Task description: Starting at the line with "fn into_response(self) ->", repeat every line exactly until the records end, including the last one.

Stored items from a collection:

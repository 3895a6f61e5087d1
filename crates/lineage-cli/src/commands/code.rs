//! `lineage code`: code structure pipeline.

use anyhow::{anyhow, Context, Result};
use clap::Args;
use colored::Colorize;
use std::path::PathBuf;

use lineage_core::LineageConfig;
use lineage_graph::graph_counts;
use lineage_graph::sync::code_sync::DEFAULT_MULTIPLIER;
use lineage_graph::sync::{sync_code, CodeSyncOptions};

use crate::output;

#[derive(Args)]
pub struct CodeArgs {
    /// Root of the source tree (defaults to the current directory)
    #[arg(long)]
    pub source: Option<PathBuf>,

    /// Project tag; scopes cleanup and prefixes declaration ids
    #[arg(long)]
    pub project: Option<String>,

    /// Base URL or `{path}`/`{line}` template for source links
    #[arg(long)]
    pub base_url: Option<String>,
}

pub async fn execute(args: CodeArgs, mut config: LineageConfig, dry_run: bool) -> Result<()> {
    if let Some(source) = args.source {
        config.code.source_dir = Some(source);
    }
    if let Some(project) = args.project {
        config.code.project = project;
    }
    if let Some(base_url) = args.base_url {
        config.code.base_url = base_url;
    }

    let root = match config.code.source_dir.clone() {
        Some(dir) => dir,
        None => std::env::current_dir().map_err(|e| anyhow!("No source directory: {}", e))?,
    };

    println!(
        "{} {} {}",
        "Syncing code structure of".bold(),
        config.code.project.cyan(),
        format!("({})", root.display()).dimmed()
    );

    let session = super::open_session(&config, dry_run, DEFAULT_MULTIPLIER).await?;
    let options = CodeSyncOptions::from(&config.code);
    let summary = sync_code(session.as_ref(), &root, &options)
        .await
        .context("Code structure sync failed")?;

    output::print_run_summary("Files", &summary);
    if dry_run {
        output::print_counts(&graph_counts(session.as_ref()).await?);
    }

    Ok(())
}
//! Lineage Core Library
//!
//! Value model, fact model, schema and relationship inference over sampled
//! documents, and declaration extraction from source trees.

pub mod code;
pub mod config;
pub mod docstore;
pub mod error;
pub mod fact;
pub mod inference;
pub mod value;

pub use config::LineageConfig;
pub use error::{CoreError, CoreResult};
pub use fact::{EdgeFact, Fact, MergePolicy, NodeFact, NodeRef, Properties, PropertyValue};
pub use value::{Record, Scalar, TypeTag, Value};
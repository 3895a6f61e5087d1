//! Go declarations via tree-sitter.
//!
//! Named types other than interfaces are treated as classes. Methods are
//! reported against their receiver type, which may live in another file.

use tree_sitter::Node;

use super::treesitter::{field_text, node_line, node_text, parse_tree};
use super::Declaration;

pub fn declarations(content: &str) -> Result<Vec<Declaration>, String> {
    let tree = parse_tree(&tree_sitter_go::LANGUAGE.into(), content)?;
    let root = tree.root_node();

    let mut decls = Vec::new();
    let mut cursor = root.walk();
    for child in root.children(&mut cursor) {
        match child.kind() {
            "type_declaration" => decls.extend(type_specs(&child, content)),
            "function_declaration" => {
                if let Some(name) = field_text(&child, "name", content) {
                    decls.push(Declaration::function(name, node_line(&child)));
                }
            }
            "method_declaration" => {
                let name = field_text(&child, "name", content);
                let receiver = child
                    .child_by_field_name("receiver")
                    .and_then(|r| receiver_type(&r, content));
                if let (Some(name), Some(receiver)) = (name, receiver) {
                    decls.push(Declaration::method(receiver, name, node_line(&child)));
                }
            }
            _ => {}
        }
    }
    Ok(decls)
}

fn type_specs(decl: &Node, content: &str) -> Vec<Declaration> {
    let mut cursor = decl.walk();
    decl.children(&mut cursor)
        .filter(|spec| spec.kind() == "type_spec")
        .filter(|spec| {
            spec.child_by_field_name("type")
                .map(|t| t.kind() != "interface_type")
                .unwrap_or(false)
        })
        .filter_map(|spec| {
            let name = field_text(&spec, "name", content)?;
            Some(Declaration::class(name, node_line(&spec), Vec::new()))
        })
        .collect()
}

/// `(s *Store)`, `(Store)`, `(s *Cache[K, V])` all yield the bare type name.
fn receiver_type(params: &Node, content: &str) -> Option<String> {
    let mut cursor = params.walk();
    let param = params
        .children(&mut cursor)
        .find(|c| c.kind() == "parameter_declaration")?;
    let ty = param.child_by_field_name("type")?;
    normalize_receiver(node_text(&ty, content))
}

fn normalize_receiver(raw: &str) -> Option<String> {
    let bare = raw.trim().trim_start_matches('*').trim();
    let bare = bare.split('[').next().unwrap_or(bare).trim();
    (!bare.is_empty()).then(|| bare.to_string())
}
//! Payment Error Types
//!
//! This module provides payment-specific error variants that integrate
//! with the unified `kernel::error::AppError` system.

use axum::http::StatusCode;
use axum::response::{IntoResponse, Response};
use kernel::error::{app_error::AppError, kind::ErrorKind};
use thiserror::Error;

/// Payment-specific result type alias
pub type PaymentResult<T> = Result<T, PaymentError>;

/// Payment-specific error variants
#[derive(Debug, Error)]
pub enum PaymentError {
    /// Required gateway configuration is missing or malformed
    #[error("Payment configuration error: {0}")]
    Configuration(String),

    /// Order input rejected before a transaction request could be built
    #[error("Validation failed: {0}")]
    Validation(String),

    /// Callback status code is not in the gateway status table
    #[error("Invalid payment status: {0}")]
    InvalidStatus(String),

    /// No order carries the given transaction id
    #[error("Order not found for transaction {0}")]
    OrderNotFound(String),

    /// An order with the same transaction id already exists
    #[error("Transaction id already in use: {0}")]
    DuplicateTransaction(String),

    /// Order is not in a state that allows the requested action
    #[error("Order state conflict: {0}")]
    StateConflict(String),

    /// Database error
    #[error("Database error: {0}")]
    Database(#[from] sqlx::Error),

    /// JSON encoding error
    #[error("Serialization error: {0}")]
    Serialization(#[from] serde_json::Error),

    /// Internal error
    #[error("Internal error: {0}")]
    Internal(String),
}

impl PaymentError {
    /// Get the HTTP status code for this error
    pub fn status_code(&self) -> StatusCode {
        StatusCode::from_u16(self.kind().status_code()).unwrap_or(StatusCode::INTERNAL_SERVER_ERROR)
    }

    /// Get the ErrorKind for this error
    pub fn kind(&self) -> ErrorKind {
        match self {
            PaymentError::Validation(_) => ErrorKind::BadRequest,
            PaymentError::OrderNotFound(_) => ErrorKind::NotFound,
            PaymentError::DuplicateTransaction(_) | PaymentError::StateConflict(_) => {
                ErrorKind::Conflict
            }
            PaymentError::InvalidStatus(_) => ErrorKind::UnprocessableEntity,
            PaymentError::Database(e) => database_kind(e),
            PaymentError::Configuration(_)
            | PaymentError::Serialization(_)
            | PaymentError::Internal(_) => ErrorKind::InternalServerError,
        }
    }

    /// Short machine-readable reason, used in callback acknowledgements
    pub fn reason(&self) -> &'static str {
        match self {
            PaymentError::Configuration(_) => "configuration_error",
            PaymentError::Validation(_) => "validation_error",
            PaymentError::InvalidStatus(_) => "invalid_status",
            PaymentError::OrderNotFound(_) => "order_not_found",
            PaymentError::DuplicateTransaction(_) => "duplicate_transaction",
            PaymentError::StateConflict(_) => "state_conflict",
            PaymentError::Database(_) => "database_error",
            PaymentError::Serialization(_) => "serialization_error",
            PaymentError::Internal(_) => "internal_error",
        }
    }

    /// Convert to AppError
    pub fn to_app_error(&self) -> AppError {
        AppError::new(self.kind(), self.to_string())
    }

    /// Log the error with appropriate level
    pub(crate) fn log(&self) {
        match self {
            PaymentError::Database(e) => {
                tracing::error!(error = %e, "Payment database error");
            }
            PaymentError::Configuration(msg) => {
                tracing::error!(message = %msg, "Payment configuration error");
            }
            PaymentError::Internal(msg) => {
                tracing::error!(message = %msg, "Payment internal error");
            }
            PaymentError::InvalidStatus(_) | PaymentError::OrderNotFound(_) => {
                tracing::warn!(error = %self, "Payment reconciliation failed");
            }
            _ => {
                tracing::debug!(error = %self, "Payment error");
            }
        }
    }
}

fn database_kind(err: &sqlx::Error) -> ErrorKind {
    match err {
        sqlx::Error::PoolTimedOut | sqlx::Error::Io(_) => ErrorKind::ServiceUnavailable,
        _ => ErrorKind::InternalServerError,
    }
}

impl From<PaymentError> for AppError {
    fn from(err: PaymentError) -> Self {
        match err {
            PaymentError::Database(e) => AppError::from(e),
            PaymentError::Serialization(e) => {
                AppError::internal("Failed to encode payment data").with_source(e)
            }
            other => other.to_app_error(),
        }
    }
}

impl IntoResponse for PaymentError {
    fn into_response(self) -> Response {
        self.log();
        AppError::from(self).into_response()
    }
}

Exercise response:
    fn into_response(self) -> Response {
        self.log();
        AppError::from(self).into_response()
    }
}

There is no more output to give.